§ **Work instruction**:
If a line in the listing below holds the word "tests", it counts toward the total; report that total alone.

§ **Data records**:
>>>>>
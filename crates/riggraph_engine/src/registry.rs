// SPDX-License-Identifier: MIT OR Apache-2.0
//! Vertex type registry: declares which attribute slots each vertex
//! type carries.

use indexmap::IndexMap;
use riggraph_core::AttrType;
use serde::{Deserialize, Serialize};

/// Shape of one attribute slot.
#[derive(Debug, Clone, PartialEq, Serialize, Deserialize)]
pub enum AttrKind {
    /// A single typed value slot
    Scalar(AttrType),
    /// Named sub-slots
    Compound(Vec<AttrSpec>),
    /// Indexed sub-slots, created on demand
    Array(Box<AttrSpec>),
}

/// Declaration of one attribute slot of a vertex type.
#[derive(Debug, Clone, PartialEq, Serialize, Deserialize)]
pub struct AttrSpec {
    /// Long attribute name
    pub name: String,
    /// Short attribute name
    pub short_name: String,
    /// Slot shape
    pub kind: AttrKind,
}

impl AttrSpec {
    /// Declare a scalar slot.
    pub fn scalar(
        name: impl Into<String>,
        short_name: impl Into<String>,
        attr_type: AttrType,
    ) -> Self {
        Self {
            name: name.into(),
            short_name: short_name.into(),
            kind: AttrKind::Scalar(attr_type),
        }
    }

    /// Declare a compound slot with named children.
    pub fn compound(
        name: impl Into<String>,
        short_name: impl Into<String>,
        children: Vec<AttrSpec>,
    ) -> Self {
        Self {
            name: name.into(),
            short_name: short_name.into(),
            kind: AttrKind::Compound(children),
        }
    }

    /// Declare an array slot with the given element shape.
    pub fn array(
        name: impl Into<String>,
        short_name: impl Into<String>,
        element: AttrSpec,
    ) -> Self {
        Self {
            name: name.into(),
            short_name: short_name.into(),
            kind: AttrKind::Array(Box::new(element)),
        }
    }
}

/// A vertex type: its name, hierarchy capability and attribute slots.
#[derive(Debug, Clone, PartialEq, Serialize, Deserialize)]
pub struct VertexType {
    /// Unique type name
    pub name: String,
    /// Whether vertices of this type participate in the structural
    /// hierarchy
    pub hierarchical: bool,
    /// Attribute slots instantiated on every vertex of this type
    pub attrs: Vec<AttrSpec>,
}

impl VertexType {
    /// Declare a vertex type.
    pub fn new(name: impl Into<String>, hierarchical: bool, attrs: Vec<AttrSpec>) -> Self {
        Self {
            name: name.into(),
            hierarchical,
            attrs,
        }
    }
}

/// Registry of available vertex types.
#[derive(Debug, Clone, Default, Serialize, Deserialize)]
pub struct TypeRegistry {
    types: IndexMap<String, VertexType>,
}

impl TypeRegistry {
    /// Create an empty registry.
    pub fn new() -> Self {
        Self::default()
    }

    /// Create a registry with the built-in vertex types.
    pub fn with_builtins() -> Self {
        let mut registry = Self::new();
        registry.register(VertexType::new("transform", true, dag_attrs()));
        registry.register(VertexType::new("joint", true, dag_attrs()));
        registry.register(VertexType::new(
            "multMatrix",
            false,
            vec![
                AttrSpec::array(
                    "matrixIn",
                    "i",
                    AttrSpec::scalar("matrixIn", "i", AttrType::Matrix),
                ),
                AttrSpec::scalar("matrixSum", "o", AttrType::Matrix),
                AttrSpec::scalar("message", "msg", AttrType::Message),
            ],
        ));
        registry.register(VertexType::new(
            "inverseMatrix",
            false,
            vec![
                AttrSpec::scalar("inputMatrix", "imat", AttrType::Matrix),
                AttrSpec::scalar("outputMatrix", "omat", AttrType::Matrix),
                AttrSpec::scalar("message", "msg", AttrType::Message),
            ],
        ));
        registry.register(VertexType::new(
            "network",
            false,
            vec![AttrSpec::scalar("message", "msg", AttrType::Message)],
        ));
        registry.register(VertexType::new(
            "container",
            false,
            vec![
                AttrSpec::scalar("message", "msg", AttrType::Message),
                AttrSpec::scalar("containerType", "ctyp", AttrType::String),
            ],
        ));
        registry
    }

    /// Register a vertex type, replacing any previous declaration.
    pub fn register(&mut self, vertex_type: VertexType) {
        self.types.insert(vertex_type.name.clone(), vertex_type);
    }

    /// Look up a vertex type by name.
    pub fn get(&self, name: &str) -> Option<&VertexType> {
        self.types.get(name)
    }

    /// Iterate all registered types.
    pub fn types(&self) -> impl Iterator<Item = &VertexType> {
        self.types.values()
    }
}

fn triple(name: &str, short: &str, axes: [(&str, &str); 3]) -> AttrSpec {
    AttrSpec::compound(
        name,
        short,
        axes.iter()
            .map(|(long, sn)| AttrSpec::scalar(*long, *sn, AttrType::Float))
            .collect(),
    )
}

/// Attribute slots shared by the hierarchical (DAG) vertex types.
fn dag_attrs() -> Vec<AttrSpec> {
    vec![
        triple(
            "translate",
            "t",
            [
                ("translateX", "tx"),
                ("translateY", "ty"),
                ("translateZ", "tz"),
            ],
        ),
        triple(
            "rotate",
            "r",
            [("rotateX", "rx"), ("rotateY", "ry"), ("rotateZ", "rz")],
        ),
        triple(
            "scale",
            "s",
            [("scaleX", "sx"), ("scaleY", "sy"), ("scaleZ", "sz")],
        ),
        AttrSpec::scalar("matrix", "m", AttrType::Matrix),
        AttrSpec::scalar("inverseMatrix", "im", AttrType::Matrix),
        AttrSpec::array(
            "worldMatrix",
            "wm",
            AttrSpec::scalar("worldMatrix", "wm", AttrType::Matrix),
        ),
        AttrSpec::array(
            "parentMatrix",
            "pm",
            AttrSpec::scalar("parentMatrix", "pm", AttrType::Matrix),
        ),
        AttrSpec::scalar("offsetParentMatrix", "opm", AttrType::Matrix),
        AttrSpec::scalar("inheritsTransform", "it", AttrType::Bool),
        AttrSpec::scalar("visibility", "v", AttrType::Bool),
        AttrSpec::scalar("message", "msg", AttrType::Message),
    ]
}

#[cfg(test)]
mod tests {
    use super::*;

    #[test]
    fn test_builtins_present() {
        let registry = TypeRegistry::with_builtins();
        for name in ["transform", "joint", "multMatrix", "inverseMatrix", "network", "container"] {
            assert!(registry.get(name).is_some(), "missing builtin {name}");
        }
        assert!(registry.get("transform").unwrap().hierarchical);
        assert!(!registry.get("multMatrix").unwrap().hierarchical);
    }

    #[test]
    fn test_register_replaces() {
        let mut registry = TypeRegistry::new();
        registry.register(VertexType::new("custom", false, Vec::new()));
        registry.register(VertexType::new(
            "custom",
            true,
            vec![AttrSpec::scalar("value", "val", AttrType::Float)],
        ));
        let custom = registry.get("custom").unwrap();
        assert!(custom.hierarchical);
        assert_eq!(custom.attrs.len(), 1);
    }

    #[test]
    fn test_specs_round_trip_through_serde() {
        let registry = TypeRegistry::with_builtins();
        let json = serde_json::to_string(registry.get("transform").unwrap()).unwrap();
        let back: VertexType = serde_json::from_str(&json).unwrap();
        assert_eq!(&back, registry.get("transform").unwrap());
    }
}
// SPDX-License-Identifier: MIT OR Apache-2.0
//! Shared helpers for the integration tests.

use riggraph_core::{Node, Result, SceneRef};
use riggraph_engine::Scene;

/// Fresh shared scene with the built-in vertex types, with tracing
/// wired to the environment filter for debugging test runs.
pub fn scene() -> SceneRef {
    let _ = tracing_subscriber::fmt()
        .with_env_filter(tracing_subscriber::EnvFilter::from_default_env())
        .with_test_writer()
        .try_init();
    Scene::new().shared()
}

/// A free-standing transform with the given name.
pub fn transform(scene: &SceneRef, name: &str) -> Result<Node> {
    Node::create(scene, "transform", Some(name), None)
}

/// A transform parented under `parent`.
pub fn transform_under(scene: &SceneRef, name: &str, parent: &Node) -> Result<Node> {
    Node::create(scene, "transform", Some(name), Some(parent))
}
<<<<<
§ **Finished exercise**:
2